Peretasan yang menimpa situs Telkomsel dan subdomain Indosat Ooredoo menjadi peringatan bagi industri telekomunikasi. Transparansi merupakan masalah yang mesti dibenahi oleh para operator.

Sularsi, Koordinator Bidang Pengaduan Yayasan Lembaga Konsumen Indonesia (YLKI) menyebut peretasan dua hari terakhir yang mendera Telkomsel dan Indosat sebagai bentuk kekecewaan pelanggan terhadap layanan mereka.

Operator, menurut Sularsi, dianggap tidak menyediakan informasi yang jelas atas produk yang mereka jual.

"Ketika informasi itu diberikan secara utuh maka konsumen bisa menggunakan hak pilihnya secara tepat," ujar Sularsi ketika dihubungi CNNIndonesia.com, Minggu (30/4).

Sularsi mencontohkan layanan data internet di jaringan 4G.


Pada kasus Telkomsel, jumlah kuota yang diberikan ke pelanggan ternyata tidak bisa digunakan seutuhnya. Paket data berkuota 6GB misalnya, dipecah oleh Telkomsel untuk jaringan 2G, 3G, dan 4G. Sehingga pelanggan tidak ansich menerima 6GB di jaringan 4G.

Dari pandangan Sularsi, kuota internet yang akhirnya tak terpakai karena pemecahan penggunaan atau yang diperuntukkan untuk mengakses layanan Hooq/Viu jadi si-sia belaka. Sebab kuota itu tak bisa digunakan di jaringan lainnya.

Tapi konsumen yang tak punya pilihan hanya bisa menuruti keputusan operator seluler.

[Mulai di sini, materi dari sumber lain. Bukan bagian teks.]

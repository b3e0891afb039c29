//! Per-destination contribution windows for resampling one axis.

use crate::math::{clamp, round_half_up};
use crate::{Context, Error, InterpolationDetails};
#[cfg(not(feature = "std"))]
#[allow(unused_imports)]
use crate::no_std_float::FloatExt;
use alloc::vec::Vec;
#[cfg(feature = "rayon")]
use rayon::prelude::*;

/// Raw weight sums this close to zero are replaced by uniform weights.
const DEGENERATE_SUM: f64 = 1e-12;

/// The source samples blended into one destination sample.
#[derive(Debug, Clone, Copy, PartialEq)]
pub struct ContributionWindow<'a> {
    /// First contributing source index.
    pub left: usize,
    /// Last contributing source index, inclusive.
    pub right: usize,
    /// One weight per index in `left..=right`, summing to 1.
    pub weights: &'a [f64],
}

impl ContributionWindow<'_> {
    /// Number of contributing source samples.
    #[inline]
    pub fn len(&self) -> usize {
        self.weights.len()
    }

    /// Always `false`; every window covers at least one sample.
    #[inline]
    pub fn is_empty(&self) -> bool {
        self.weights.is_empty()
    }
}

#[derive(Debug, Clone, Copy, Default, PartialEq, Eq)]
struct Bounds {
    left: usize,
    right: usize,
}

/// All contribution windows for resampling `N` source samples into `M`.
///
/// ```
/// use resample_weights::{Context, InterpolationDetails, LineContributions, Type};
///
/// let mut ctx = Context::new();
/// let details = InterpolationDetails::create(&mut ctx, Type::Triangle).unwrap();
/// let lct = LineContributions::create(&mut ctx, 3, 6, &details).unwrap();
/// let w = lct.window(1).unwrap();
/// assert_eq!((w.left, w.right), (1, 4));
/// assert_eq!(w.weights.len(), 4);
/// ```
#[derive(Debug, Clone, PartialEq)]
pub struct LineContributions {
    source_len: usize,
    // Weights of window `d` start at `d * stride`.
    stride: usize,
    bounds: Vec<Bounds>,
    weights: Vec<f64>,
}

impl LineContributions {
    /// Compute the windows for resampling `source_len` samples into `destination_len`.
    ///
    /// Both lengths must be non-zero. Nothing is returned on failure; any
    /// storage already reserved is released.
    pub fn create(
        ctx: &mut Context,
        destination_len: usize,
        source_len: usize,
        details: &InterpolationDetails,
    ) -> Result<LineContributions, Error> {
        ctx.run(|| Self::build(destination_len, source_len, details))
    }

    fn build(destination_len: usize, source_len: usize, details: &InterpolationDetails) -> Result<LineContributions, Error> {
        if destination_len == 0 || source_len == 0 {
            return Err(Error::InvalidParameters);
        }
        let axis = Axis::new(destination_len, source_len, details);
        let stride = axis.max_window_len();
        let total = destination_len.checked_mul(stride).ok_or(Error::AllocationFailure)?;

        let mut bounds = Vec::new();
        bounds.try_reserve_exact(destination_len)?;
        bounds.resize(destination_len, Bounds::default());
        let mut weights = Vec::new();
        weights.try_reserve_exact(total)?;
        weights.resize(total, 0.0);

        axis.fill_all(&mut bounds, &mut weights, stride);

        Ok(LineContributions { source_len, stride, bounds, weights })
    }

    /// Number of destination samples `M`, i.e. number of windows.
    #[inline]
    pub fn destination_len(&self) -> usize {
        self.bounds.len()
    }

    /// Number of source samples `N` the windows index into.
    #[inline]
    pub fn source_len(&self) -> usize {
        self.source_len
    }

    /// Window for destination index `d`, or `None` past the end.
    pub fn window(&self, d: usize) -> Option<ContributionWindow<'_>> {
        self.bounds.get(d).map(|&b| self.window_at(d, b))
    }

    /// All windows in destination order.
    pub fn windows(&self) -> impl ExactSizeIterator<Item = ContributionWindow<'_>> + '_ {
        self.bounds.iter().enumerate().map(move |(d, &b)| self.window_at(d, b))
    }

    /// Length of the widest window, for sizing scratch buffers.
    pub fn max_window_len(&self) -> usize {
        self.bounds.iter().map(|b| b.right - b.left + 1).max().unwrap_or(0)
    }

    #[inline]
    fn window_at(&self, d: usize, b: Bounds) -> ContributionWindow<'_> {
        let start = d * self.stride;
        ContributionWindow {
            left: b.left,
            right: b.right,
            weights: &self.weights[start..start + (b.right - b.left + 1)],
        }
    }
}

/// Geometry shared by every window of one build.
struct Axis<'a> {
    source_len: usize,
    scale: f64,
    filter_scale: f64,
    support: f64,
    details: &'a InterpolationDetails,
}

impl<'a> Axis<'a> {
    fn new(destination_len: usize, source_len: usize, details: &'a InterpolationDetails) -> Self {
        let scale = source_len as f64 / destination_len as f64;
        // Scale the filter when downsampling.
        let filter_scale = scale.max(1.0);
        Axis {
            source_len,
            scale,
            filter_scale,
            support: details.support() * filter_scale,
            details,
        }
    }

    /// No window spans more than `ceil(2 * support) + 1` samples, nor more
    /// than the whole source.
    fn max_window_len(&self) -> usize {
        let span = (2.0 * self.support).ceil() as usize;
        clamp(span.saturating_add(1), 1, self.source_len)
    }

    #[cfg(feature = "rayon")]
    fn fill_all(&self, bounds: &mut [Bounds], weights: &mut [f64], stride: usize) {
        bounds
            .par_iter_mut()
            .zip(weights.par_chunks_mut(stride))
            .enumerate()
            .for_each(|(d, (b, w))| *b = self.fill(d, w));
    }

    #[cfg(not(feature = "rayon"))]
    fn fill_all(&self, bounds: &mut [Bounds], weights: &mut [f64], stride: usize) {
        for (d, (b, w)) in bounds.iter_mut().zip(weights.chunks_mut(stride)).enumerate() {
            *b = self.fill(d, w);
        }
    }

    /// Write the normalized weights of window `d` to the front of `out`.
    fn fill(&self, d: usize, out: &mut [f64]) -> Bounds {
        let center = (d as f64 + 0.5) * self.scale;
        // Float to int casts saturate, so far out of range values land on 0.
        let mut xmin = round_half_up(center - self.support).max(0.0) as usize;
        let mut xmax = round_half_up(center + self.support).min(self.source_len as f64) as usize;
        if xmax <= xmin {
            xmin = xmin.min(self.source_len - 1);
            xmax = xmin + 1;
        }
        debug_assert!(xmax - xmin <= out.len());
        let len = (xmax - xmin).min(out.len());
        let out = &mut out[..len];

        let mut sum = 0.0;
        for (i, w) in out.iter_mut().enumerate() {
            let s = (xmin + i) as f64;
            *w = self.details.evaluate((s - center + 0.5) / self.filter_scale);
            sum += *w;
        }
        if sum.abs() > DEGENERATE_SUM {
            for w in out.iter_mut() {
                *w /= sum;
            }
        } else {
            let uniform = 1.0 / out.len() as f64;
            for w in out.iter_mut() {
                *w = uniform;
            }
        }

        Bounds { left: xmin, right: xmin + out.len() - 1 }
    }
}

Tanpa mengesampingkan harga yang terbilang cukup mahal, Sularsi menganjurkan operator seluler segera membenahi masalah di keterbukaan layanan.
Pendapat berbeda disampaikan oleh anggota YLKI lain, Tulus Abadi. Tulus menilai kejadian protes pelanggan lewat peretasan punya kaitan dengan persaingan harga yang tak sehat antar-operator seluler. 

"Untuk internet semua banting harga, semua menawarkan yang murah, harga predatori ini yang harus diusut oleh regulator, siapa yang banting harga internet di Indonesia," kata Tulus.

Menurut Tulus, tarif mahal yang diberlakukan oleh Telkomsel terbilang wajar karena ia menilai ada upaya perluasan jaringan yang terus dilakukan perusahaan telekomunikasi pelat merah itu.
Kendati demikian, baik Tulus maupun Sularsi menyebut aksi peretasan kepada perusahaan telekomunikasi mewakili ketidakpuasan konsumen terhadap kualitas produk.

"Peretas itu mengingatkan, bukan hal negatif," tutur Sularsi.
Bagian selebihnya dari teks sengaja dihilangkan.